NASA monitors an asteroid that will sway close to Earth, swinging at the knee on Thursday.
The 2008 AG33 space rock is 2,560 feet tall, making it twice the size of the Empire State Building.
Fortunately, it is expected to pass through a safe distance and pose no threat to our planet.
Asteroid has been added to NASA’s ‘Close Close Approach’ Databasewhich tracks thousands of so-called Near-Earth Objects (NEOs).
According to NASA’s Jet Propulsion Laboratory, the rocks are moving at 23,300 miles per hour — 13 times faster than a bullet.
It will launch within about two million miles of Earth – a stone’s throw away in terms of space.
Any fast-moving object located within 4.65 million miles of us is considered a “potential hazard” by vigilant space organizations.
An asteroid was discovered on Thursday in January 2008 by asteroid surveyors at the Mount Lemon Sky Center Observatory in Arizona.
The last pass to Earth was in March 2015. An asteroid passes our planet during its orbit around the Sun about once every seven years.
It is one of more than 2,000 asteroids, comets and other near-Earth objects that are being tracked by experts 24/7.
They are monitored to provide us with early warning if a space rock becomes a collision course with our planet.

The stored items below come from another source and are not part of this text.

// THEORY:
// The `quantizer` module reduces a pixel neighborhood to its handful of
// dominant colors. Raw camera pixels are noisy: two neighboring pixels of the
// "same" surface rarely share exact channel values. Counting exact colors
// would therefore fragment the histogram into thousands of one-count entries.
// Quantization fixes this by truncating each channel to 8 coarse levels
// (divide by 32), collapsing perceptually-similar pixels into one of at most
// 512 buckets before counting.
//
// Key architectural principles:
// 1.  **Pure function**: `quantize` reads only its arguments and holds no
//     state. Identical frame + center + radius always produces an identically
//     ordered result, which the test suite depends on.
// 2.  **Clamp, never reject**: the center point and the sampling window are
//     both clamped into frame bounds. A tap near an edge shrinks the window
//     instead of reading out of bounds or failing.
// 3.  **Deterministic ranking**: buckets are ordered by descending count with
//     ties broken by first encounter during the row-major scan.
// 4.  **Midpoint de-quantization**: a bucket's representative color is
//     `level * 32 + 16`, the center of the band, so repeated quantization
//     does not systematically darken colors the way `level * 32` would.

use crate::core_modules::color::Rgb;
use crate::core_modules::frame::Frame;
use std::collections::HashMap;

/// Width of one quantization band per channel (8 levels across 0-255).
pub const QUANT_BAND_SIZE: u8 = 32;
/// Default half-width of the square sampling window, in pixels.
pub const DEFAULT_SAMPLE_RADIUS: u32 = 20;
/// Number of top buckets reported per sampling pass.
pub const TOP_BUCKET_COUNT: usize = 3;

/// One ranked quantization bucket: a representative color and how many
/// pixels of the window fell into its band.
#[derive(Debug, Clone, Copy, PartialEq, Eq)]
pub struct QuantizedBucket {
    /// The de-quantized band midpoint.
    pub color: Rgb,
    /// The number of window pixels that landed in this bucket.
    pub count: u32,
}

/// Extracts the dominant color buckets of the square window of half-width
/// `radius` centered on (`center_x`, `center_y`).
///
/// The center is clamped into frame bounds first and the window is then
/// clamped again, so any coordinates (including negative ones) are safe.
/// Returns up to [`TOP_BUCKET_COUNT`] buckets, most frequent first.
pub fn quantize(frame: &Frame, center_x: i64, center_y: i64, radius: u32) -> Vec<QuantizedBucket> {
    let width = frame.width() as i64;
    let height = frame.height() as i64;

    let center_x = center_x.clamp(0, width - 1);
    let center_y = center_y.clamp(0, height - 1);

    let radius = radius as i64;
    let x_min = (center_x - radius).max(0) as u32;
    let x_max = (center_x + radius).min(width - 1) as u32;
    let y_min = (center_y - radius).max(0) as u32;
    let y_max = (center_y + radius).min(height - 1) as u32;

    // Per bucket: occurrence count plus the scan position of first encounter,
    // which serves as the deterministic tie breaker.
    let mut buckets: HashMap<u32, (u32, u32)> = HashMap::new();
    let mut scan_position = 0u32;

    for y in y_min..=y_max {
        for x in x_min..=x_max {
            let pixel = frame.pixel_at(x, y);
            let key = bucket_key(pixel);
            buckets
                .entry(key)
                .and_modify(|(count, _)| *count += 1)
                .or_insert((1, scan_position));
            scan_position += 1;
        }
    }

    let mut ranked: Vec<(u32, u32, u32)> = buckets
        .into_iter()
        .map(|(key, (count, first_seen))| (key, count, first_seen))
        .collect();
    ranked.sort_by(|a, b| b.1.cmp(&a.1).then(a.2.cmp(&b.2)));

    ranked
        .into_iter()
        .take(TOP_BUCKET_COUNT)
        .map(|(key, count, _)| QuantizedBucket {
            color: representative_color(key),
            count,
        })
        .collect()
}

/// Packs the three quantized channel levels into one bucket key.
fn bucket_key(pixel: Rgb) -> u32 {
    let rq = (pixel.r / QUANT_BAND_SIZE) as u32;
    let gq = (pixel.g / QUANT_BAND_SIZE) as u32;
    let bq = (pixel.b / QUANT_BAND_SIZE) as u32;
    (rq << 16) | (gq << 8) | bq
}

/// De-quantizes a bucket key back to the midpoint of its band.
fn representative_color(key: u32) -> Rgb {
    let rq = ((key >> 16) & 0xFF) as u8;
    let gq = ((key >> 8) & 0xFF) as u8;
    let bq = (key & 0xFF) as u8;
    Rgb {
        r: rq * QUANT_BAND_SIZE + QUANT_BAND_SIZE / 2,
        g: gq * QUANT_BAND_SIZE + QUANT_BAND_SIZE / 2,
        b: bq * QUANT_BAND_SIZE + QUANT_BAND_SIZE / 2,
    }
}

#[cfg(test)]
mod tests {
    use super::*;

    #[test]
    fn uniform_window_yields_single_bucket_near_original() {
        let color = Rgb::new(200, 10, 10);
        let frame = Frame::solid(100, 100, color).unwrap();
        let buckets = quantize(&frame, 50, 50, DEFAULT_SAMPLE_RADIUS);

        assert_eq!(buckets.len(), 1);
        assert_eq!(buckets[0].count, 41 * 41);
        // The representative must sit within one quantization band of the input.
        let rep = buckets[0].color;
        assert!((rep.r as i16 - color.r as i16).unsigned_abs() <= QUANT_BAND_SIZE as u16);
        assert!((rep.g as i16 - color.g as i16).unsigned_abs() <= QUANT_BAND_SIZE as u16);
        assert!((rep.b as i16 - color.b as i16).unsigned_abs() <= QUANT_BAND_SIZE as u16);
    }

    #[test]
    fn representative_is_band_midpoint() {
        let frame = Frame::solid(8, 8, Rgb::new(200, 10, 10)).unwrap();
        let buckets = quantize(&frame, 4, 4, 2);
        // 200/32 = 6 -> 6*32+16 = 208; 10/32 = 0 -> 16.
        assert_eq!(buckets[0].color, Rgb::new(208, 16, 16));
    }

    #[test]
    fn ranking_is_by_descending_count() {
        // Left 30 columns red, right 10 columns blue: window at the seam.
        let mut data = Vec::new();
        for _y in 0..40 {
            for x in 0..40u32 {
                if x < 30 {
                    data.extend_from_slice(&[0, 0, 200, 255]);
                } else {
                    data.extend_from_slice(&[200, 0, 0, 255]);
                }
            }
        }
        let frame = Frame::new(40, 40, 160, data).unwrap();
        let buckets = quantize(&frame, 20, 20, DEFAULT_SAMPLE_RADIUS);

        assert_eq!(buckets.len(), 2);
        assert!(buckets[0].count > buckets[1].count);
        assert_eq!(buckets[0].color, Rgb::new(208, 16, 16));
        assert_eq!(buckets[1].color, Rgb::new(16, 16, 208));
    }

    #[test]
    fn ties_break_by_first_encounter() {
        // Two columns, two colors, equal counts. The left (red) column is
        // scanned first and must win the tie.
        let mut data = Vec::new();
        for _y in 0..4 {
            data.extend_from_slice(&[0, 0, 200, 255]); // red
            data.extend_from_slice(&[200, 0, 0, 255]); // blue
        }
        let frame = Frame::new(2, 4, 8, data).unwrap();
        let buckets = quantize(&frame, 0, 0, 10);

        assert_eq!(buckets.len(), 2);
        assert_eq!(buckets[0].count, buckets[1].count);
        assert_eq!(buckets[0].color, Rgb::new(208, 16, 16));
    }

    #[test]
    fn determinism_across_repeated_calls() {
        let mut data = Vec::new();
        for y in 0..50u32 {
            for x in 0..50u32 {
                let v = ((x * 7 + y * 13) % 256) as u8;
                data.extend_from_slice(&[v, v.wrapping_mul(3), v.wrapping_add(40), 255]);
            }
        }
        let frame = Frame::new(50, 50, 200, data).unwrap();
        let first = quantize(&frame, 25, 25, DEFAULT_SAMPLE_RADIUS);
        for _ in 0..5 {
            assert_eq!(quantize(&frame, 25, 25, DEFAULT_SAMPLE_RADIUS), first);
        }
    }

    #[test]
    fn out_of_bounds_center_is_clamped() {
        let frame = Frame::solid(10, 10, Rgb::new(30, 180, 90)).unwrap();
        // Far outside in every direction; must not panic and must still sample.
        for (cx, cy) in [(-100, -100), (1000, 1000), (-5, 1000), (1000, -5)] {
            let buckets = quantize(&frame, cx, cy, DEFAULT_SAMPLE_RADIUS);
            assert_eq!(buckets.len(), 1);
            assert!(buckets[0].count > 0);
        }
    }

    #[test]
    fn edge_window_shrinks_instead_of_reading_out_of_bounds() {
        let frame = Frame::solid(100, 100, Rgb::new(10, 10, 10)).unwrap();
        let buckets = quantize(&frame, 0, 0, 20);
        // Window clamps to [0, 20] x [0, 20] = 21 * 21 pixels.
        assert_eq!(buckets[0].count, 21 * 21);
    }

    #[test]
    fn caps_output_at_top_three() {
        // Four distinct quantization bands inside one window.
        let mut data = Vec::new();
        for value in [0u8, 64, 128, 192] {
            data.extend_from_slice(&[value, value, value, 255]);
        }
        let frame = Frame::new(4, 1, 16, data).unwrap();
        let buckets = quantize(&frame, 1, 0, 10);
        assert_eq!(buckets.len(), TOP_BUCKET_COUNT);
    }
}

Earth hasn’t seen an asteroid of such a horrific scale since the monster that wiped out the dinosaurs 66 million years ago.
However, the smaller ones capable of flattening an entire city would hit the ground every now and then.
A boulder a few hundred meters away destroyed 800 square miles of forest near Tunguska in Siberia on June 30, 1908.
Fortunately, NASA does not believe that any of the NEOs it is observing are on a collision course with our planet.
That could change in the coming months or years, though, as the space agency frequently revises projected trajectories for objects.
Future astronomers could spot a giant boulder they’ve previously hinted to their telescopes, even though NASA believes it’s found 90 percent of potential planet-killers in our vicinity.
“NASA does not know that an asteroid or comet is currently on a collision course with Earth, so the probability of a large collision is extremely small,” NASA says.
“In fact, as best we can tell, it is unlikely that any large object will hit Earth at any time in the next several hundred years.”
Even if one hit our planet, the vast majority of asteroids would not wipe out life as we know it.
“Global catastrophes” only occur when objects more than 0.5 miles in diameter collide with Earth, according to NASA.